*What you will do*
Repeat the whole listing below exactly as it reads.

*Extracted data*

//! Cross-field observations that are worth a warning but never an error.

use crate::options::{Options, keys};
use std::fmt;

/// A non-fatal note about how set options interact.
#[derive(Debug, Clone, PartialEq)]
pub enum Advisory {
    /// The minimum scale is above the numeric zoom limit.
    MinScaleAboveLimit { min_scale: f64, limit_zoom: f64 },
    /// `double-tap-scale` has no effect with double-tap turned off.
    DoubleTapScaleUnused,
    /// `wheelZoomFactor` has no effect with wheel zoom turned off.
    WheelZoomFactorUnused,
    /// The widget is disabled while panning is explicitly left enabled.
    DisabledWithPan { disabled: f64 },
}

impl Advisory {
    /// Wire keys involved, for reporting.
    pub fn keys(&self) -> &'static [&'static str] {
        match self {
            Advisory::MinScaleAboveLimit { .. } => &[keys::MIN_SCALE, keys::LIMIT_ZOOM],
            Advisory::DoubleTapScaleUnused => &[keys::DOUBLE_TAP_SCALE, keys::DOUBLE_TAP],
            Advisory::WheelZoomFactorUnused => &[keys::WHEEL_ZOOM_FACTOR, keys::WHEEL],
            Advisory::DisabledWithPan { .. } => &[keys::DISABLED, keys::DISABLE_PAN],
        }
    }
}

impl fmt::Display for Advisory {
    fn fmt(&self, f: &mut fmt::Formatter<'_>) -> fmt::Result {
        match self {
            Advisory::MinScaleAboveLimit {
                min_scale,
                limit_zoom,
            } => write!(
                f,
                "`minScale` ({min_scale}) is above `limit-zoom` ({limit_zoom})"
            ),
            Advisory::DoubleTapScaleUnused => {
                f.write_str("`double-tap-scale` is set but `double-tap` is false")
            }
            Advisory::WheelZoomFactorUnused => {
                f.write_str("`wheelZoomFactor` is set but `wheel` is false")
            }
            Advisory::DisabledWithPan { disabled } => write!(
                f,
                "`disabled` is {disabled} but `disablePan` is explicitly false"
            ),
        }
    }
}

impl Options {
    /// Lists cross-field observations. Only explicitly set keys are considered.
    pub fn advisories(&self) -> Vec<Advisory> {
        let mut advisories = Vec::new();

        if let (Some(min_scale), Some(limit_zoom)) =
            (self.min_scale, self.limit_zoom.and_then(|l| l.scale()))
            && min_scale > limit_zoom
        {
            advisories.push(Advisory::MinScaleAboveLimit {
                min_scale,
                limit_zoom,
            });
        }

        if self.double_tap == Some(false) && self.double_tap_scale.is_some() {
            advisories.push(Advisory::DoubleTapScaleUnused);
        }

        if self.wheel == Some(false) && self.wheel_zoom_factor.is_some() {
            advisories.push(Advisory::WheelZoomFactorUnused);
        }

        if let Some(disabled) = self.disabled
            && self.is_disabled()
            && self.disable_pan == Some(false)
        {
            advisories.push(Advisory::DisabledWithPan { disabled });
        }

        advisories
    }
}
//! Output shared by the subcommands.

use clap::ValueEnum;
use pinch_zoom_options::{Options, OptionsError, ResolvedOptions, load_file};
use std::path::Path;

/// Encoding for printed option sets.
#[derive(Debug, Clone, Copy, PartialEq, Eq, ValueEnum)]
pub enum OutputFormat {
    Json,
    Ron,
}

impl OutputFormat {
    pub fn render(self, resolved: &ResolvedOptions) -> Result<String, OptionsError> {
        match self {
            OutputFormat::Json => resolved.to_json_pretty(),
            OutputFormat::Ron => resolved.to_ron_pretty(),
        }
    }
}

/// Logs every advisory for `options`, prefixed with where they came from.
pub fn warn_advisories(origin: &str, options: &Options) {
    for advisory in options.advisories() {
        log::warn!("{origin}: {advisory}");
    }
}

/// Loads and validates one file, reporting the outcome. Returns whether it passed.
pub fn check(path: &Path) -> bool {
    match load_file(path) {
        Ok(options) => {
            warn_advisories(&path.display().to_string(), &options);

            let keys = options.set_keys();
            if keys.is_empty() {
                println!("ok: {} (no options set)", path.display());
            } else {
                println!("ok: {} ({})", path.display(), keys.join(", "));
            }

            let resolved = options.resolve();
            if resolved.background_rgba().is_none() {
                log::info!(
                    "{}: backgroundColor `{}` is passed through undecoded",
                    path.display(),
                    resolved.background_color
                );
            }
            true
        }
        Err(err) => {
            log::error!("{err}");
            false
        }
    }
}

*Answer box*
//! Cross-field observations that are worth a warning but never an error.

use crate::options::{Options, keys};
use std::fmt;

/// A non-fatal note about how set options interact.
#[derive(Debug, Clone, PartialEq)]
pub enum Advisory {
    /// The minimum scale is above the numeric zoom limit.
    MinScaleAboveLimit { min_scale: f64, limit_zoom: f64 },
    /// `double-tap-scale` has no effect with double-tap turned off.
    DoubleTapScaleUnused,
    /// `wheelZoomFactor` has no effect with wheel zoom turned off.
    WheelZoomFactorUnused,
    /// The widget is disabled while panning is explicitly left enabled.
    DisabledWithPan { disabled: f64 },
}

impl Advisory {
    /// Wire keys involved, for reporting.
    pub fn keys(&self) -> &'static [&'static str] {
        match self {
            Advisory::MinScaleAboveLimit { .. } => &[keys::MIN_SCALE, keys::LIMIT_ZOOM],
            Advisory::DoubleTapScaleUnused => &[keys::DOUBLE_TAP_SCALE, keys::DOUBLE_TAP],
            Advisory::WheelZoomFactorUnused => &[keys::WHEEL_ZOOM_FACTOR, keys::WHEEL],
            Advisory::DisabledWithPan { .. } => &[keys::DISABLED, keys::DISABLE_PAN],
        }
    }
}

impl fmt::Display for Advisory {
    fn fmt(&self, f: &mut fmt::Formatter<'_>) -> fmt::Result {
        match self {
            Advisory::MinScaleAboveLimit {
                min_scale,
                limit_zoom,
            } => write!(
                f,
                "`minScale` ({min_scale}) is above `limit-zoom` ({limit_zoom})"
            ),
            Advisory::DoubleTapScaleUnused => {
                f.write_str("`double-tap-scale` is set but `double-tap` is false")
            }
            Advisory::WheelZoomFactorUnused => {
                f.write_str("`wheelZoomFactor` is set but `wheel` is false")
            }
            Advisory::DisabledWithPan { disabled } => write!(
                f,
                "`disabled` is {disabled} but `disablePan` is explicitly false"
            ),
        }
    }
}

impl Options {
    /// Lists cross-field observations. Only explicitly set keys are considered.
    pub fn advisories(&self) -> Vec<Advisory> {
        let mut advisories = Vec::new();

        if let (Some(min_scale), Some(limit_zoom)) =
            (self.min_scale, self.limit_zoom.and_then(|l| l.scale()))
            && min_scale > limit_zoom
        {
            advisories.push(Advisory::MinScaleAboveLimit {
                min_scale,
                limit_zoom,
            });
        }

        if self.double_tap == Some(false) && self.double_tap_scale.is_some() {
            advisories.push(Advisory::DoubleTapScaleUnused);
        }

        if self.wheel == Some(false) && self.wheel_zoom_factor.is_some() {
            advisories.push(Advisory::WheelZoomFactorUnused);
        }

        if let Some(disabled) = self.disabled
            && self.is_disabled()
            && self.disable_pan == Some(false)
        {
            advisories.push(Advisory::DisabledWithPan { disabled });
        }

        advisories
    }
}
//! Output shared by the subcommands.

use clap::ValueEnum;
use pinch_zoom_options::{Options, OptionsError, ResolvedOptions, load_file};
use std::path::Path;

/// Encoding for printed option sets.
#[derive(Debug, Clone, Copy, PartialEq, Eq, ValueEnum)]
pub enum OutputFormat {
    Json,
    Ron,
}

impl OutputFormat {
    pub fn render(self, resolved: &ResolvedOptions) -> Result<String, OptionsError> {
        match self {
            OutputFormat::Json => resolved.to_json_pretty(),
            OutputFormat::Ron => resolved.to_ron_pretty(),
        }
    }
}

/// Logs every advisory for `options`, prefixed with where they came from.
pub fn warn_advisories(origin: &str, options: &Options) {
    for advisory in options.advisories() {
        log::warn!("{origin}: {advisory}");
    }
}

/// Loads and validates one file, reporting the outcome. Returns whether it passed.
pub fn check(path: &Path) -> bool {
    match load_file(path) {
        Ok(options) => {
            warn_advisories(&path.display().to_string(), &options);

            let keys = options.set_keys();
            if keys.is_empty() {
                println!("ok: {} (no options set)", path.display());
            } else {
                println!("ok: {} ({})", path.display(), keys.join(", "));
            }

            let resolved = options.resolve();
            if resolved.background_rgba().is_none() {
                log::info!(
                    "{}: backgroundColor `{}` is passed through undecoded",
                    path.display(),
                    resolved.background_color
                );
            }
            true
        }
        Err(err) => {
            log::error!("{err}");
            false
        }
    }
}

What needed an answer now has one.